Ein steter Unsicherheitsfaktor ist der Schiri. Ein Mitspieler. Auch er hat seine Wetten am Laufen, und er kann bei Fouls, Abseits und bei Schwalben den Gang der Dinge (die Würfelergebnisse) erheblich beeinflussen.


Satyricon
Beim wechselseitigen Ablesen der Karten ergibt sich ein lebensnaher Fussballkommentar. Nullnummern ("gibt im Mittelfeld keinen Ball verloren", "lässt sich vor der Bandenwerbung seines Sponsoren pflegen") wechseln sich ab mit Torszenen ("Torwart ist ein Fliegenfänger") und zweifelhaften Interventionen (von "...erhebt das Handwerk zur Kunst" bis "fährt die Sense aus").

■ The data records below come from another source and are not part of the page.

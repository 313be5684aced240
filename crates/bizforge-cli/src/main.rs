use std::sync::Arc;

use anyhow::{Context, Result};
use clap::{Parser, Subcommand};

use bizforge_application::PlanUseCase;
use bizforge_core::generation::{GenerationError, PlanGenerator};
use bizforge_core::language::Language;
use bizforge_core::plan::StartupPlan;
use bizforge_core::user::SignerInfo;
use bizforge_infrastructure::{
    AuthService, ConfigService, LedgerService, LocalStore, LoggerService, SecretServiceImpl,
    VaultService,
};
use bizforge_interaction::{GeminiApiAgent, GeminiImageAgent};

#[derive(Parser)]
#[command(name = "bizforge")]
#[command(about = "BizForge CLI - AI-assisted startup plan generation", long_about = None)]
struct Cli {
    #[command(subcommand)]
    command: Commands,
}

#[derive(Subcommand)]
enum Commands {
    /// Sign in (the password doubles as the display name for regular users)
    Login { email: String, password: String },
    /// Clear the resident profile
    Logout,
    /// Show the resident profile
    Whoami,
    /// Rewrite an idea into a one-sentence pitch (never fails)
    Improve {
        idea: String,
        #[arg(long, default_value = "English")]
        language: Language,
    },
    /// Generate a full startup plan and save it into the vault
    Generate {
        idea: String,
        #[arg(long, default_value = "English")]
        language: Language,
    },
    /// Generate a promotional image for a brand name
    Asset { brand_name: String },
    /// List saved projects
    Projects,
    /// Record a simulated deployment of a saved project
    Deploy {
        project_id: String,
        #[arg(long)]
        signer_name: String,
        #[arg(long)]
        gov_id: String,
        #[arg(long)]
        phone: String,
        #[arg(long)]
        address: String,
    },
    /// Submit feedback on a project
    Feedback {
        rating: u8,
        comment: String,
        #[arg(long)]
        project: String,
    },
    /// Show the global deployment ledger (admin only)
    Ledger,
    /// Show the audit log (admin only)
    Logs,
}

/// Stands in for the remote generator on commands that never call it, so
/// navigation works with no credential configured. Any accidental generation
/// call fails fast the same way a missing key would.
struct UnconfiguredGenerator;

#[async_trait::async_trait]
impl PlanGenerator for UnconfiguredGenerator {
    async fn generate_plan(
        &self,
        _idea: &str,
        _language: Language,
    ) -> std::result::Result<StartupPlan, GenerationError> {
        Err(GenerationError::MissingCredentials)
    }

    async fn improve_idea(
        &self,
        _idea: &str,
        _language: Language,
    ) -> std::result::Result<String, GenerationError> {
        Err(GenerationError::MissingCredentials)
    }
}

async fn build_usecase(needs_generator: bool) -> Result<PlanUseCase> {
    let store = LocalStore::default_location().context("Failed to open local store")?;
    let logger = LoggerService::new(store.clone());
    let auth = AuthService::new(store.clone(), logger.clone());
    let vault = VaultService::new(store.clone(), logger.clone());
    let ledger = LedgerService::new(store, logger.clone());

    if !needs_generator {
        let generator: Arc<dyn PlanGenerator> = Arc::new(UnconfiguredGenerator);
        return Ok(PlanUseCase::new(generator, auth, vault, ledger, logger));
    }

    let config = ConfigService::new()?.load()?;
    let secrets = SecretServiceImpl::new()?;
    let agent = GeminiApiAgent::from_secret_service(&secrets, &config).await?;
    let image_agent = GeminiImageAgent::from_secret_service(&secrets, &config).await?;

    Ok(
        PlanUseCase::new(Arc::new(agent), auth, vault, ledger, logger)
            .with_asset_generator(Arc::new(image_agent)),
    )
}

#[tokio::main]
async fn main() -> Result<()> {
    tracing_subscriber::fmt()
        .with_env_filter(
            tracing_subscriber::EnvFilter::try_from_default_env()
                .unwrap_or_else(|_| tracing_subscriber::EnvFilter::new("warn")),
        )
        .init();

    let cli = Cli::parse();

    match cli.command {
        Commands::Login { email, password } => {
            let usecase = build_usecase(false).await?;
            let user = usecase.auth().login(&email, &password)?;
            println!("Signed in as {} (admin: {})", user.name, user.is_admin);
        }
        Commands::Logout => {
            let usecase = build_usecase(false).await?;
            usecase.auth().logout()?;
            println!("Signed out");
        }
        Commands::Whoami => {
            let usecase = build_usecase(false).await?;
            match usecase.auth().current_user() {
                Some(user) => println!("{}", serde_json::to_string_pretty(&user)?),
                None => println!("No user is signed in"),
            }
        }
        Commands::Improve { idea, language } => {
            let usecase = build_usecase(true).await?;
            println!("{}", usecase.improve_idea(&idea, language).await);
        }
        Commands::Generate { idea, language } => {
            let usecase = build_usecase(true).await?;
            let project = usecase.generate(&idea, language).await?;
            println!("{}", serde_json::to_string_pretty(&project)?);
        }
        Commands::Asset { brand_name } => {
            let usecase = build_usecase(true).await?;
            println!("{}", usecase.generate_marketing_asset(&brand_name).await?);
        }
        Commands::Projects => {
            let usecase = build_usecase(false).await?;
            for project in usecase.projects() {
                println!("{}  {}  ({})", project.id, project.name, project.created_at);
            }
        }
        Commands::Deploy {
            project_id,
            signer_name,
            gov_id,
            phone,
            address,
        } => {
            let usecase = build_usecase(false).await?;
            let signer = SignerInfo {
                name: signer_name,
                gov_id,
                phone,
            };
            let record = usecase.deploy(&project_id, &signer, &address)?;
            println!("{}", serde_json::to_string_pretty(&record)?);
        }
        Commands::Feedback {
            rating,
            comment,
            project,
        } => {
            let usecase = build_usecase(false).await?;
            usecase.submit_feedback(rating, &comment, &project)?;
            println!("Feedback recorded");
        }
        Commands::Ledger => {
            let usecase = build_usecase(false).await?;
            let records = usecase.global_ledger()?;
            println!("{}", serde_json::to_string_pretty(&records)?);
        }
        Commands::Logs => {
            let usecase = build_usecase(false).await?;
            for entry in usecase.audit_logs()? {
                println!(
                    "{}  [{}]  {}  {}  {}",
                    entry.timestamp, entry.risk_level, entry.user_email, entry.action, entry.details
                );
            }
        }
    }

    Ok(())
}
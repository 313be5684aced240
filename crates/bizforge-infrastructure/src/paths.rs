//! Unified path management for BizForge configuration and data files.
//!
//! This ensures consistency across all platforms (Linux, macOS, Windows).

use std::path::PathBuf;

/// Errors that can occur during path resolution.
#[derive(Debug)]
pub enum PathError {
    /// Platform config/data directory could not be determined.
    BaseDirNotFound,
}

impl std::fmt::Display for PathError {
    fn fmt(&self, f: &mut std::fmt::Formatter<'_>) -> std::fmt::Result {
        match self {
            PathError::BaseDirNotFound => write!(f, "Cannot find platform base directory"),
        }
    }
}

impl std::error::Error for PathError {}

/// Unified path management for BizForge.
///
/// # Directory Structure
///
/// ```text
/// ~/.config/bizforge/          # Config directory
/// ├── config.toml              # Generation settings
/// └── secret.json              # API keys
///
/// ~/.local/share/bizforge/     # Data directory
/// └── store/                   # LocalStore key files
///     ├── bizforge_user.json
///     ├── bizforge_vault.json
///     ├── bizforge_global_ledger.json
///     ├── bizforge_audit_logs.json
///     └── bizforge_user_feedback.json
/// ```
pub struct BizforgePaths;

impl BizforgePaths {
    /// Returns the BizForge configuration directory.
    pub fn config_dir() -> Result<PathBuf, PathError> {
        dirs::config_dir()
            .map(|dir| dir.join("bizforge"))
            .ok_or(PathError::BaseDirNotFound)
    }

    /// Returns the BizForge data directory.
    ///
    /// This is used for the persistence store, which can grow larger than
    /// configuration files.
    pub fn data_dir() -> Result<PathBuf, PathError> {
        dirs::data_dir()
            .map(|dir| dir.join("bizforge"))
            .ok_or(PathError::BaseDirNotFound)
    }

    /// Returns the path to the main configuration file.
    pub fn config_file() -> Result<PathBuf, PathError> {
        Ok(Self::config_dir()?.join("config.toml"))
    }

    /// Returns the path to the secrets file.
    ///
    /// # Security Note
    ///
    /// Ensure this file has appropriate permissions (e.g., 600) to prevent
    /// unauthorized access.
    pub fn secret_file() -> Result<PathBuf, PathError> {
        Ok(Self::config_dir()?.join("secret.json"))
    }

    /// Returns the directory holding the LocalStore key files.
    pub fn store_dir() -> Result<PathBuf, PathError> {
        Ok(Self::data_dir()?.join("store"))
    }

    /// Ensures the secret file exists, creating it with a template if it doesn't.
    ///
    /// The template includes an empty Gemini key placeholder. On Unix the file
    /// permissions are set to 600 (user read/write only).
    pub fn ensure_secret_file() -> Result<PathBuf, std::io::Error> {
        use bizforge_core::config::{GeminiConfig, SecretConfig};

        let secret_path = Self::secret_file()
            .map_err(|e| std::io::Error::new(std::io::ErrorKind::NotFound, e.to_string()))?;

        if secret_path.exists() {
            return Ok(secret_path);
        }

        if let Some(parent) = secret_path.parent() {
            std::fs::create_dir_all(parent)?;
        }

        let template_config = SecretConfig {
            gemini: Some(GeminiConfig {
                api_key: String::new(),
                model_name: None,
            }),
        };

        let template_json = serde_json::to_string_pretty(&template_config)
            .map_err(|e| std::io::Error::new(std::io::ErrorKind::Other, e))?;

        std::fs::write(&secret_path, template_json)?;

        #[cfg(unix)]
        {
            use std::os::unix::fs::PermissionsExt;
            let permissions = std::fs::Permissions::from_mode(0o600);
            std::fs::set_permissions(&secret_path, permissions)?;
        }

        Ok(secret_path)
    }
}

Ein Dutzend Teams verfügen über Spezialkarten. So setzt Ronaldinho für Brasilien Glanzpunkte am Strafraumrand. Die Saudis schicken nach einem Gegentor den Prinzen zum Protest aufs Feld. Deutschland? Nun... eine Blutgrätsche ("hat den Ball gespielt" - kein Foul) und Klinsis hohe Schule: eine hochklassige Schwalbe, gestreckter Doppelsalto in den Strafraum hinein. Und die Schweiz? Jawohl. Auch eine Spezialkarte. Senderos' Verlängerung mit dem Kopf. Sehr gefährlich. Dafür bleibt der Torwart mitunter wie angewurzelt stehen.
Übrigens: Deutschland bringt es meist sehr weit. Nicht wegen fussballerischer Glanzleistungen. Sagen wir: aus wirtschaftliche Interessen... jeder wettet auf Deutschland. Wehe dem Schiri, der gegen die Jungs pfeift! Und auf Brasilien treffen sie frühestens im Finale.

P.S.: Zur Einstimmung liegen dem Spiel 54 Anno-Domini-Karten mit Ereignissen rund um die Fussball-Weltmeisterschaften bei.